The people I met, including the CIO, clearly got the basics of citizen engagement, which is to be where people are. For certain constituencies and demographics, trying to attract them to a government forum or Facebook page does not really make such sense. However they wanted to discuss how to create a virtual space that government would offer to people to participate. When I asked the reason why they were asking a question that they knew made little sense, the answer was: “this is what the minister wants and this is what we have to deliver“.
This sounded a bit depressing. I can accept that there are still people who do not get how engagement works, but I have a hard time with people who know they are being dragged into impossible tasks, and yet don’t seem to have a way to talk their boss out of them.
Interestingly enough, Australia is the place where the government 2.0 taskforce has recognized the centricity of employees and the federal government has bought into that idea. And yet, employees believe they would not be heard if delivering bad news. Unless governments create a culture of mutual trust and debate, where top executives are prepared and indeed eager to listen to experiences from the field, the whole concept of government 2.0 falls apart.
We have been through the compliance phase with e-government, we have developed hundreds of web sites and online services to find out that people care about and use only very few. How come there is no way to make politicians or directors general reflect about past failures and understand engagement 101?
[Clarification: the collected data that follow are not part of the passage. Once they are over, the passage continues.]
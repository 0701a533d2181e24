// Copyright 2026 Phillip Cloud
// Licensed under the Apache License, Version 2.0

use anyhow::{Context, Result};
use crossterm::event::{self, Event, KeyCode, KeyEvent, KeyModifiers};
use crossterm::terminal::{disable_raw_mode, enable_raw_mode};
use crossterm::{execute, terminal};
use ratatui::Terminal;
use ratatui::backend::CrosstermBackend;
use ratatui::layout::{Constraint, Direction, Layout, Rect};
use ratatui::style::{Color, Modifier, Style};
use ratatui::widgets::{Block, Borders, Clear, Paragraph};
use riskwise_app::{
    AppCommand, AppState, Company, ComparisonRow, LeadFormInput, ModalState, Outcome, format_inr,
};
use riskwise_catalog::{Catalog, filter_companies, sort_comparisons};
use std::collections::BTreeMap;
use std::io;
use std::sync::mpsc::{self, Receiver, Sender};
use std::thread;
use std::time::Duration;
use time::OffsetDateTime;

pub const PHONE_LINK: &str = "tel:+919876543210";
pub const WHATSAPP_LINK: &str = "https://wa.me/919876543210";
pub const QUICK_QUOTE_SOURCE: &str = "Website - Quick Quote";
pub const CONTACT_SOURCE: &str = "Contact Page";

#[derive(Debug, Clone, PartialEq, Eq)]
pub struct LeadEvent {
    pub request_id: u64,
    pub outcome: Outcome,
}

#[derive(Debug, Clone, PartialEq, Eq)]
pub enum InternalEvent {
    ClearStatus { token: u64 },
    Lead(LeadEvent),
}

/// Seam between the UI loop and the relay. The default spawn submits inline
/// and reports through the internal channel; the binary overrides it with a
/// worker thread so the event loop never blocks on the network.
pub trait LeadGateway {
    fn submit_lead(&mut self, fields: &BTreeMap<String, String>, source: &str) -> Outcome;

    fn spawn_lead_submission(
        &mut self,
        request_id: u64,
        fields: BTreeMap<String, String>,
        source: &str,
        tx: Sender<InternalEvent>,
    ) -> Result<()> {
        let outcome = self.submit_lead(&fields, source);
        tx.send(InternalEvent::Lead(LeadEvent {
            request_id,
            outcome,
        }))
        .map_err(|_| anyhow::anyhow!("lead event channel closed"))?;
        Ok(())
    }
}

#[derive(Debug, Clone, Copy, PartialEq, Eq, Default)]
pub enum PaneFocus {
    #[default]
    Companies,
    Comparison,
}

#[derive(Debug, Clone, Copy, PartialEq, Eq, Default)]
enum LeadField {
    #[default]
    Name,
    Phone,
    Email,
    Plan,
    Note,
}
Irony is, I met these people shortly before meeting Senator Lundy. One more example of why we would need more people like her to shake things up and make her colleagues understand that, going through this path, they are developing the next edition of a famous British sitcom, Yes Minister. Although, unlike in the eighties, it will be broadcasted on YouTube and not on TV and get ratings through Facebook rather than newspaper critics, it will still show the disconnect between politicians and the civil servants.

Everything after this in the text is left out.